_What needs to be done:_
Reproduce each line from the records that holds "match".

Recorded data
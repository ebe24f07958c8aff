/*
[INPUT]:  Log records whose `output` carries a JSON-RPC response
[OUTPUT]: Normalized MCP response descriptors
[POS]:    Format layer - MCP payload unwrapping
[UPDATE]: When the MCP response shape changes
*/

use chrono::{SecondsFormat, Utc};
use serde::{Deserialize, Serialize};
use serde_json::Value;

use super::json::smart_json_parse;

pub const MCP_RESPONSE_TYPE: &str = "mcp-response";

/// Human-relevant part of an MCP tool response
#[derive(Debug, Clone, PartialEq, Serialize, Deserialize)]
pub struct McpInfo {
    #[serde(rename = "type")]
    pub kind: String,
    pub id: Value,
    pub content: Value,
    pub timestamp: String,
}

/// Unwrap `record.output` when it is a JSON-RPC result with text content.
///
/// `output` may be the response object itself or its (possibly double)
/// stringified form. The first content item's text is parsed as JSON when possible and kept
/// verbatim otherwise. Returns `None` for any other shape.
pub fn extract_mcp_info(record: &Value) -> Option<McpInfo> {
    let output = record.get("output").filter(|output| !is_empty(output))?;
    // Only the outer layer is unwrapped so string ids stay strings
    let parsed = match output {
        Value::String(s) => smart_json_parse(s),
        other => other.clone(),
    };

    parsed.get("jsonrpc").filter(|v| !is_empty(v))?;
    let result = parsed.get("result").filter(|v| !is_empty(v))?;

    let text = result
        .get("content")?
        .get(0)?
        .get("text")
        .filter(|text| !is_empty(text))?;

    let content = match text {
        Value::String(s) => smart_json_parse(s),
        other => other.clone(),
    };

    let timestamp = record
        .get("timestamp")
        .and_then(Value::as_str)
        .filter(|ts| !ts.is_empty())
        .map(str::to_string)
        .unwrap_or_else(|| Utc::now().to_rfc3339_opts(SecondsFormat::Millis, true));

    Some(McpInfo {
        kind: MCP_RESPONSE_TYPE.to_string(),
        id: parsed.get("id").cloned().unwrap_or(Value::Null),
        content,
        timestamp,
    })
}

fn is_empty(value: &Value) -> bool {
    match value {
        Value::Null => true,
        Value::Bool(b) => !b,
        Value::String(s) => s.is_empty(),
        _ => false,
    }
}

_Response to this exercise:_
    let parsed = match output {
    let content = match text {
    match value {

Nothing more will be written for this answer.